The number of establishments with names like Show Me the Money and Quick Cash grew from a few dozen to a few hundred. Their advertising became increasingly brazen — it’s easy to start acting legitimate when all but three state legislators have said you are.
Sen. Cliff Hoofman, D-North Little Rock, repented of his 1999 vote and tried to repeal the Check Cashers Act to no avail. The Arkansans who can least afford it were easy prey for two years.
That’s how long it took for the inevitable lawsuit to make its way from Benton County to the state Supreme Court. On March 22, the court without dissent declared the obvious: The portion of the Check Cashers Act that said fees are not interest was “an invalid attempt to evade the usury provisions of the Arkansas Constitution.”
I think it’s fair to paraphrase Associate Justice Annabelle Clinton Imber’s properly legalistic language in the opinion this way: “Listen up, legislators: You don’t tell us what’s constitutional in this state; we tell you.”

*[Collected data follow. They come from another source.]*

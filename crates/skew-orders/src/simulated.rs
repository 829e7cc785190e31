//! In-memory exchange gateway.
//!
//! Keeps a single-instrument order book of resting limit orders and fills
//! them when the simulated price crosses. Used for paper runs and as the
//! gateway behind the integration tests:
//! - `set_price` moves the market and fills crossing orders
//! - `set_offline` makes every call fail with a network error
//! - `fail_next_create` scripts individual order rejections
//! - `set_silent_fills` suppresses fill events on the order stream

use std::collections::{HashMap, VecDeque};
use std::sync::atomic::{AtomicBool, Ordering};

use parking_lot::Mutex;
use rust_decimal::Decimal;
use rust_decimal_macros::dec;
use tokio::sync::{mpsc, watch};

use skew_core::{
    Balance, BookTop, Candle, InstrumentSpec, Order, OrderId, OrderRequest, OrderSide,
    OrderStatus, Position, PositionSide, Price, Size, Ticker,
};

use crate::error::{GatewayError, GatewayResult};
use crate::gateway::{BoxFuture, ExchangeGateway};

const CANDLE_MS: i64 = 60_000;
const MAX_CANDLE_HISTORY: usize = 500;

/// Starting conditions for a simulated market.
#[derive(Debug, Clone)]
pub struct SimulatedMarket {
    pub instrument: InstrumentSpec,
    pub initial_price: Price,
    /// Free balance in the settlement coin.
    pub balance: Decimal,
}

impl SimulatedMarket {
    pub fn new(symbol: &str, initial_price: Decimal, balance: Decimal) -> Self {
        Self {
            instrument: InstrumentSpec {
                symbol: symbol.to_string(),
                tick_size: Price::new(dec!(0.01)),
                min_amount: Size::new(dec!(0.001)),
                amount_step: Size::new(dec!(0.001)),
            },
            initial_price: Price::new(initial_price),
            balance,
        }
    }
}

#[derive(Debug, Default, Clone, Copy)]
struct SideBook {
    size: Decimal,
    margin: Decimal,
}

#[derive(Debug)]
struct SimState {
    last_price: Price,
    free: Decimal,
    long: SideBook,
    short: SideBook,
    leverage: Decimal,
    open: Vec<Order>,
    history: HashMap<OrderId, Order>,
    create_failures: VecDeque<GatewayError>,
    created: Vec<OrderRequest>,
    cancel_calls: usize,
    candle: Option<Candle>,
    candles: VecDeque<Candle>,
}

impl SimState {
    fn balance(&self) -> Balance {
        Balance {
            free: self.free,
            total: self.free + self.long.margin + self.short.margin,
        }
    }

    fn positions(&self, symbol: &str) -> Vec<Position> {
        [(PositionSide::Long, self.long), (PositionSide::Short, self.short)]
            .into_iter()
            .filter(|(_, book)| book.size > Decimal::ZERO)
            .map(|(side, book)| Position {
                symbol: symbol.to_string(),
                side,
                size: Size::new(book.size),
                margin: book.margin,
            })
            .collect()
    }

    fn book(&self, tick: Price) -> BookTop {
        BookTop {
            best_bid: Some(self.last_price - tick),
            best_ask: Some(self.last_price + tick),
        }
    }

    /// Apply a fill to positions and balance.
    fn settle(&mut self, order: &Order) {
        let amount = order.amount.inner();
        let notional_margin = amount * order.price.inner() / self.leverage;
        let (opening, closing) = match order.side {
            OrderSide::Buy => (&mut self.long, &mut self.short),
            OrderSide::Sell => (&mut self.short, &mut self.long),
        };
        if order.reduce_only {
            if closing.size <= Decimal::ZERO {
                return;
            }
            let reduced = amount.min(closing.size);
            let released = closing.margin * reduced / closing.size;
            closing.size -= reduced;
            closing.margin -= released;
            self.free += released;
        } else {
            opening.size += amount;
            opening.margin += notional_margin;
            self.free -= notional_margin;
        }
    }

    fn fill(&mut self, index: usize) -> Order {
        let mut order = self.open.remove(index);
        order.status = OrderStatus::Filled;
        order.filled = order.amount;
        self.settle(&order);
        self.history.insert(order.id.clone(), order.clone());
        order
    }

    fn record_price(&mut self, price: Price) -> Candle {
        let now_ms = chrono::Utc::now().timestamp_millis();
        let bucket = now_ms - now_ms.rem_euclid(CANDLE_MS);
        let p = price.inner();
        let candle = match self.candle.take() {
            Some(mut c) if c.timestamp_ms == bucket => {
                c.high = c.high.max(p);
                c.low = c.low.min(p);
                c.close = p;
                c
            }
            previous => {
                if let Some(done) = previous {
                    self.candles.push_back(done);
                    while self.candles.len() > MAX_CANDLE_HISTORY {
                        self.candles.pop_front();
                    }
                }
                Candle {
                    timestamp_ms: bucket,
                    open: p,
                    high: p,
                    low: p,
                    close: p,
                    volume: Decimal::ZERO,
                }
            }
        };
        self.candle = Some(candle);
        candle
    }
}

/// Single-instrument in-memory gateway.
pub struct SimulatedGateway {
    instrument: InstrumentSpec,
    state: Mutex<SimState>,
    offline: AtomicBool,
    silent_fills: AtomicBool,
    order_details_unavailable: AtomicBool,
    order_tx: mpsc::UnboundedSender<Vec<Order>>,
    order_rx: tokio::sync::Mutex<mpsc::UnboundedReceiver<Vec<Order>>>,
    candle_tx: mpsc::UnboundedSender<Candle>,
    candle_rx: tokio::sync::Mutex<mpsc::UnboundedReceiver<Candle>>,
    book_tx: watch::Sender<BookTop>,
    book_rx: tokio::sync::Mutex<watch::Receiver<BookTop>>,
    balance_tx: watch::Sender<Balance>,
    balance_rx: tokio::sync::Mutex<watch::Receiver<Balance>>,
    positions_tx: watch::Sender<Vec<Position>>,
    positions_rx: tokio::sync::Mutex<watch::Receiver<Vec<Position>>>,
}

impl SimulatedGateway {
    pub fn new(market: SimulatedMarket) -> Self {
        let state = SimState {
            last_price: market.initial_price,
            free: market.balance,
            long: SideBook::default(),
            short: SideBook::default(),
            leverage: Decimal::ONE,
            open: Vec::new(),
            history: HashMap::new(),
            create_failures: VecDeque::new(),
            created: Vec::new(),
            cancel_calls: 0,
            candle: None,
            candles: VecDeque::new(),
        };
        let (order_tx, order_rx) = mpsc::unbounded_channel();
        let (candle_tx, candle_rx) = mpsc::unbounded_channel();
        let (book_tx, book_rx) = watch::channel(state.book(market.instrument.tick_size));
        let (balance_tx, balance_rx) = watch::channel(state.balance());
        let (positions_tx, positions_rx) = watch::channel(Vec::new());

        Self {
            instrument: market.instrument,
            state: Mutex::new(state),
            offline: AtomicBool::new(false),
            silent_fills: AtomicBool::new(false),
            order_details_unavailable: AtomicBool::new(false),
            order_tx,
            order_rx: tokio::sync::Mutex::new(order_rx),
            candle_tx,
            candle_rx: tokio::sync::Mutex::new(candle_rx),
            book_tx,
            book_rx: tokio::sync::Mutex::new(book_rx),
            balance_tx,
            balance_rx: tokio::sync::Mutex::new(balance_rx),
            positions_tx,
            positions_rx: tokio::sync::Mutex::new(positions_rx),
        }
    }

    pub fn symbol(&self) -> &str {
        &self.instrument.symbol
    }

    /// Move the market, filling every order the new price crosses.
    pub fn set_price(&self, price: Price) -> Vec<Order> {
        let (fills, candle, book) = {
            let mut state = self.state.lock();
            state.last_price = price;
            let candle = state.record_price(price);
            let mut fills = Vec::new();
            let mut i = 0;
            while i < state.open.len() {
                let order = &state.open[i];
                let crossed = match order.side {
                    OrderSide::Buy => price <= order.price,
                    OrderSide::Sell => price >= order.price,
                };
                if crossed {
                    fills.push(state.fill(i));
                } else {
                    i += 1;
                }
            }
            (fills, candle, state.book(self.instrument.tick_size))
        };

        self.book_tx.send_replace(book);
        let _ = self.candle_tx.send(candle);
        if !fills.is_empty() {
            self.publish_fills(fills.clone());
        }
        fills
    }

    /// Fill one resting order at its limit price.
    pub fn fill_order(&self, id: &OrderId) -> Option<Order> {
        let filled = {
            let mut state = self.state.lock();
            let index = state.open.iter().position(|o| &o.id == id)?;
            state.fill(index)
        };
        self.publish_fills(vec![filled.clone()]);
        Some(filled)
    }

    fn publish_fills(&self, fills: Vec<Order>) {
        let (balance, positions) = {
            let state = self.state.lock();
            (state.balance(), state.positions(&self.instrument.symbol))
        };
        if !self.silent_fills.load(Ordering::SeqCst) {
            let _ = self.order_tx.send(fills);
        }
        self.positions_tx.send_replace(positions);
        self.balance_tx.send_replace(balance);
    }

    /// Add a resting order directly, bypassing `create_order` bookkeeping.
    pub fn seed_order(
        &self,
        side: OrderSide,
        price: Price,
        amount: Size,
        reduce_only: bool,
    ) -> Order {
        let order = Order {
            id: OrderId::generate("seed"),
            symbol: self.instrument.symbol.clone(),
            side,
            price,
            amount,
            filled: Size::ZERO,
            reduce_only,
            status: OrderStatus::Open,
        };
        let mut state = self.state.lock();
        state.open.push(order.clone());
        state.history.insert(order.id.clone(), order.clone());
        order
    }

    /// Open a position directly, as if filled before the engine started.
    pub fn seed_position(&self, side: PositionSide, size: Decimal, margin: Decimal) {
        let mut state = self.state.lock();
        let book = match side {
            PositionSide::Long => &mut state.long,
            PositionSide::Short => &mut state.short,
        };
        book.size += size;
        book.margin += margin;
        state.free -= margin;
    }

    pub fn set_offline(&self, offline: bool) {
        self.offline.store(offline, Ordering::SeqCst);
    }

    pub fn set_silent_fills(&self, silent: bool) {
        self.silent_fills.store(silent, Ordering::SeqCst);
    }

    /// Make `fetch_order` fail, as exchanges do for pruned orders.
    pub fn set_order_details_unavailable(&self, unavailable: bool) {
        self.order_details_unavailable.store(unavailable, Ordering::SeqCst);
    }

    /// Reject the next `create_order` call with `error`.
    pub fn fail_next_create(&self, error: GatewayError) {
        self.state.lock().create_failures.push_back(error);
    }

    pub fn open_orders(&self) -> Vec<Order> {
        self.state.lock().open.clone()
    }

    /// Every request accepted by `create_order`.
    pub fn created_orders(&self) -> Vec<OrderRequest> {
        self.state.lock().created.clone()
    }

    /// Number of `cancel_order` / `cancel_all_orders` calls that reached the book.
    pub fn cancel_calls(&self) -> usize {
        self.state.lock().cancel_calls
    }

    pub fn last_price(&self) -> Price {
        self.state.lock().last_price
    }

    fn ensure_online(&self) -> GatewayResult<()> {
        if self.offline.load(Ordering::SeqCst) {
            return Err(GatewayError::Network("simulated outage".to_string()));
        }
        Ok(())
    }

    fn ensure_symbol(&self, symbol: &str) -> GatewayResult<()> {
        if symbol != self.instrument.symbol {
            return Err(GatewayError::Exchange(format!("unknown symbol {symbol}")));
        }
        Ok(())
    }

    fn cancel_open(&self, filter: impl Fn(&Order) -> bool) -> Vec<Order> {
        let mut state = self.state.lock();
        state.cancel_calls += 1;
        let (cancelled, kept): (Vec<Order>, Vec<Order>) =
            std::mem::take(&mut state.open).into_iter().partition(|o| filter(o));
        state.open = kept;
        cancelled
            .into_iter()
            .map(|mut o| {
                o.status = OrderStatus::Canceled;
                state.history.insert(o.id.clone(), o.clone());
                o
            })
            .collect()
    }
}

The Supreme Court has found the heart of the Check Cashers Act unconstitutional, just as Attorney General Pryor’s assistants predicted it would. Now the Money Store Inc. will have to convince Benton County Circuit Judge Tom Keith that the money it gave Crystal Luebbers in exchange for what its federal truth-in-lending statement called an annual percentage rate of 372.4 percent did not exceed Arkansas’ 17 percent usury cap. And the Money Store will have to make its case without hiding behind the Check Cashers Act.
I’d buy a ticket to hear that argument.